Educação
13/06/2003 - 06h58

Mais ricos dominam universidade pública

ANTÔNIO GOIS
da Folha de S.Paulo, no Rio

Seis em cada dez estudantes de universidades públicas no Brasil pertencem à camada mais rica da população. É o que mostra um cruzamento feito pela primeira vez pelo IBGE na Síntese de Indicadores Sociais divulgada ontem.

Segundo a pesquisa, 59,9% dos estudantes de instituições públicas de ensino superior têm renda familiar per capita que os coloca entre os 20% mais ricos da população.

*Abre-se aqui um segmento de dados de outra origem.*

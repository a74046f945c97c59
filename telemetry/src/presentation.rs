//! Presentation contract
//!
//! The monitor pushes device records, activity and connection changes to a
//! [`Presenter`]. Rendering itself lives outside this crate; the helpers here
//! derive what a renderer needs (marker style, card lines, statistics).

use crate::activity::ActivityEvent;
use crate::device::DeviceRecord;
use crate::{AlertLevel, PersonRole};
use serde::{Deserialize, Serialize};

#[derive(Debug, Clone, Copy, Serialize, Deserialize, PartialEq, Eq)]
#[serde(rename_all = "lowercase")]
pub enum ConnectionState {
    Connected,
    Disconnected,
    Demo,
}

impl ConnectionState {
    pub fn as_str(&self) -> &'static str {
        match self {
            ConnectionState::Connected => "connected",
            ConnectionState::Disconnected => "disconnected",
            ConnectionState::Demo => "demo",
        }
    }
}

/// Data source status with a human-readable message
#[derive(Debug, Clone, PartialEq, Eq, Serialize, Deserialize)]
pub struct ConnectionStatus {
    pub state: ConnectionState,
    pub message: String,
}

impl ConnectionStatus {
    pub fn new(state: ConnectionState, message: impl Into<String>) -> Self {
        Self {
            state,
            message: message.into(),
        }
    }

    pub fn disconnected(message: impl Into<String>) -> Self {
        Self::new(ConnectionState::Disconnected, message)
    }
}

/// Map marker appearance
#[derive(Debug, Clone, Copy, PartialEq, Eq)]
pub struct MarkerStyle {
    pub color: &'static str,
    pub icon: &'static str,
}

impl MarkerStyle {
    pub fn for_record(record: &DeviceRecord) -> Self {
        if !record.is_online() {
            return Self { color: "gray", icon: "⚫" };
        }
        match record.alert_level() {
            AlertLevel::Alert => Self { color: "red", icon: "🔴" },
            AlertLevel::Ranger => Self { color: "green", icon: "🟢" },
            AlertLevel::Animal => Self { color: "orange", icon: "🦁" },
            AlertLevel::Normal => Self { color: "blue", icon: "📍" },
        }
    }
}

/// Dashboard counters
#[derive(Debug, Clone, Copy, Default, PartialEq, Eq, Serialize, Deserialize)]
pub struct Statistics {
    pub active_devices: usize,
    pub animals_detected: usize,
    pub poachers_detected: usize,
    pub rangers_detected: usize,
}

impl Statistics {
    pub fn from_records<'a>(records: impl IntoIterator<Item = &'a DeviceRecord>) -> Self {
        records.into_iter().fold(Self::default(), |mut stats, record| {
            if record.is_online() {
                stats.active_devices += 1;
            }
            if record.detected_animal.is_some() {
                stats.animals_detected += 1;
            }
            match record.detected_person {
                Some(PersonRole::Poacher) => stats.poachers_detected += 1,
                Some(PersonRole::Ranger) => stats.rangers_detected += 1,
                None => {}
            }
            stats
        })
    }
}

/// Text lines of a device card. Detection details are only shown while the
/// device is online.
pub fn card_lines(record: &DeviceRecord) -> Vec<String> {
    let status = if record.is_online() { "Online" } else { "Offline" };
    let mut lines = vec![
        format!("{} [{}]", record.id, status),
        format!("GPS Location: {}", record.position),
    ];

    if record.is_online() {
        lines.push(match &record.detected_animal {
            Some(animal) => format!("Animal: {} ({:.0}%)", animal, record.confidence),
            None => "Animal: None detected".to_string(),
        });
        lines.push(
            match record.detected_person {
                Some(PersonRole::Poacher) => "Person: POACHER DETECTED!",
                Some(PersonRole::Ranger) => "Person: Ranger",
                None => "Person: None detected",
            }
            .to_string(),
        );
        if record.human_count > 0 {
            lines.push(format!("Human Count: {}", record.human_count));
        }
        if record.ble.present {
            let rssi = record
                .ble
                .rssi
                .as_ref()
                .map(|r| format!("{} dBm", r))
                .unwrap_or_else(|| "N/A".to_string());
            lines.push(format!("BLE Device: Present ({})", rssi));
        }
    }

    lines.push(format!("Battery: {}%", record.battery_level));
    lines.push(format!(
        "Last Update: {}",
        record.last_update.format("%H:%M:%S")
    ));
    lines
}

/// Receiver of everything the monitor wants shown
pub trait Presenter: Send {
    /// A device record was stored or moved
    fn on_device_updated(&self, record: &DeviceRecord, stats: &Statistics);

    /// A new activity entry was logged
    fn on_activity(&self, event: &ActivityEvent);

    /// The data source status changed
    fn on_connection(&self, status: &ConnectionStatus);

    /// The audit log grew or was cleared
    fn on_log_count(&self, _count: usize) {}
}

/// Presenter that writes everything to the log
pub struct LoggingPresenter;

impl Presenter for LoggingPresenter {
    fn on_device_updated(&self, record: &DeviceRecord, stats: &Statistics) {
        let style = MarkerStyle::for_record(record);
        tracing::info!(
            device = %record.id,
            status = %record.status,
            level = record.alert_level().as_str(),
            marker = style.color,
            "{} {}",
            style.icon,
            card_lines(record).join(" | ")
        );
        tracing::debug!(
            active = stats.active_devices,
            animals = stats.animals_detected,
            poachers = stats.poachers_detected,
            rangers = stats.rangers_detected,
            "Statistics updated"
        );
    }

    fn on_activity(&self, event: &ActivityEvent) {
        match event.severity {
            AlertLevel::Alert => tracing::warn!(
                device = %event.device_id,
                "{} {}",
                event.icon(),
                event.message
            ),
            _ => tracing::info!(
                device = %event.device_id,
                "{} {}",
                event.icon(),
                event.message
            ),
        }
    }

    fn on_connection(&self, status: &ConnectionStatus) {
        match status.state {
            ConnectionState::Disconnected => {
                tracing::warn!("Data source {}: {}", status.state.as_str(), status.message)
            }
            _ => tracing::info!("Data source {}: {}", status.state.as_str(), status.message),
        }
    }

    fn on_log_count(&self, count: usize) {
        tracing::debug!("Audit log holds {} entries", count);
    }
}

#[cfg(test)]
mod tests {
    use super::*;
    use crate::coordinates::PositionSource;
    use crate::device::{BleStatus, DeviceId};
    use crate::DeviceStatus;
    use chrono::{TimeZone, Utc};
    use vigil_hal::Coordinate;

    fn record() -> DeviceRecord {
        DeviceRecord {
            id: DeviceId::new("RPI5-001"),
            position: Coordinate::new(-17.351880, 30.206747),
            position_source: PositionSource::Reported,
            status: DeviceStatus::Online,
            last_update: Utc.with_ymd_and_hms(2024, 5, 1, 12, 30, 5).unwrap(),
            detected_animal: Some("Lion".to_string()),
            detected_person: Some(PersonRole::Poacher),
            human_count: 2,
            ble: BleStatus {
                present: true,
                rssi: Some("-67".to_string()),
                last_seen: None,
            },
            confidence: 91.6,
            battery_level: 100,
        }
    }

    #[test]
    fn offline_marker_is_gray_regardless_of_detections() {
        let mut r = record();
        assert_eq!(MarkerStyle::for_record(&r).color, "red");

        r.status = DeviceStatus::Offline;
        assert_eq!(MarkerStyle::for_record(&r).color, "gray");

        r.status = DeviceStatus::Online;
        r.detected_person = None;
        assert_eq!(MarkerStyle::for_record(&r).color, "orange");

        r.detected_animal = None;
        assert_eq!(MarkerStyle::for_record(&r).color, "blue");
    }

    #[test]
    fn card_shows_detections_while_online() {
        let lines = card_lines(&record());
        assert_eq!(
            lines,
            vec![
                "RPI5-001 [Online]",
                "GPS Location: -17.3519, 30.2067",
                "Animal: Lion (92%)",
                "Person: POACHER DETECTED!",
                "Human Count: 2",
                "BLE Device: Present (-67 dBm)",
                "Battery: 100%",
                "Last Update: 12:30:05",
            ]
        );
    }

    #[test]
    fn card_hides_detections_while_offline() {
        let r = DeviceRecord {
            status: DeviceStatus::Offline,
            ..record()
        };
        let lines = card_lines(&r);
        assert_eq!(lines.len(), 4);
        assert_eq!(lines[0], "RPI5-001 [Offline]");
    }

    #[test]
    fn missing_rssi_reads_not_available() {
        let mut r = record();
        r.ble.rssi = None;
        assert!(card_lines(&r).contains(&"BLE Device: Present (N/A)".to_string()));
    }

    #[test]
    fn statistics_count_each_category() {
        let a = record();
        let b = DeviceRecord {
            id: DeviceId::new("RPI5-002"),
            status: DeviceStatus::Offline,
            detected_animal: None,
            detected_person: Some(PersonRole::Ranger),
            ..record()
        };

        let stats = Statistics::from_records([&a, &b]);
        assert_eq!(
            stats,
            Statistics {
                active_devices: 1,
                animals_detected: 1,
                poachers_detected: 1,
                rangers_detected: 1,
            }
        );
    }
}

No outro extremo, a participação dos mais pobres nas universidades públicas é quase pífia. Os 20% mais pobres ocupam apenas 3,4% do total das vagas.

Em 2001, uma pessoa em idade ativa que estava entre os 20% mais ricos da população recebia, em média, aproximadamente, R$ 1.875/mês. Entre os 20% mais pobres, a renda média era R$ 106,5.

Mesmo em um corte maior, avaliando a participação dos 60% mais pobres da população, a pesquisa mostra que os brasileiros de menor renda continuam sub-representados nas universidades públicas (17,1% dos estudantes).

A pesquisa não fez a mesma tabulação para as instituições privadas, onde estão 70% dos universitários brasileiros. Pesquisas anteriores, feitas com base na Pnad (Pesquisa Nacional de Amostra por Domicílios) de 1999, porém, indicam que a elitização do ensino superior não é privilégio das instituições públicas.

Em 1999, segundo uma tabulação feita pelo ex-presidente do IBGE Simon Schwartzman, a participação dos 20% mais ricos no ensino superior, sem distinção entre rede pública e privada, era de 70,7% do total. Os 20% mais pobres ocupavam apenas 0,9%.

"Não há dúvida de que o ensino superior é elitista. É assim em todo lugar do mundo. O que pode ser interessante é verificar se é verdade que o perfil socioeconômico dos estudantes do setor público é semelhante ou diferente do perfil dos alunos do setor privado", afirma Schwartzman.

A tabulação feita por Schwartzman comparando o perfil de todos os estudantes universitários mostrou que a expansão desse nível de ensino na década de 90 não mudou o perfil elitista.

Outros cruzamentos do IBGE mostram que o processo de elitização começa no ensino médio, mas é acentuado na passagem para a universidade. Entre 15 e 17 anos, época em se deveria cursar o ensino médio, quase um terço (29,2%) dos adolescentes que pertencem aos 20% mais pobres da população já não estão estudando mais. Entre os 20% mais ricos, essa porcentagem é de apenas 5,4%.

A análise do perfil socioeconômico dos alunos da rede pública no ensino médio, porém, deixa claro que o filtro do vestibular torna o ensino ainda mais elitista.

Os 20% mais pobres da população, que são 3,4% nas universidades públicas, representam 11,5% das vagas de ensino médio público, contra 16,6% de participação dos jovens que se estão entre os 20% mais ricos da população brasileira e que, no ensino superior público, ocupam 59,9% das vagas.

A especialista em educação Dolores Kappel, que tabulou esses dados, chama atenção para o fato de no ensino médio público existir uma camada expressiva da população de maior renda: "Eles estão, provavelmente, matriculados em instituições federais, como escolas técnicas e colégios de aplicação das universidades públicas".

Atraso escolar

A pesquisa mostrou dados novos sobre o atraso escolar. A partir dos sete anos, a defasagem idade/ série aumenta gradualmente, sendo maior na rede pública. Ela é maior, no entanto, entre os estudantes entre 18 e 24 anos.

Apenas 26,3% dos 7,8 milhões de jovens de 18 a 24 anos que estudam frequentam universidades. Entre eles, 25% ainda estão no ensino fundamental. Para Kappel, há uma leitura positiva possível: mostra interesse entre os que já entraram ou tentam entrar no mercado em recuperar o tempo na educação. Entre os mais novos, uma das explicações para a defasagem é o trabalho infantil.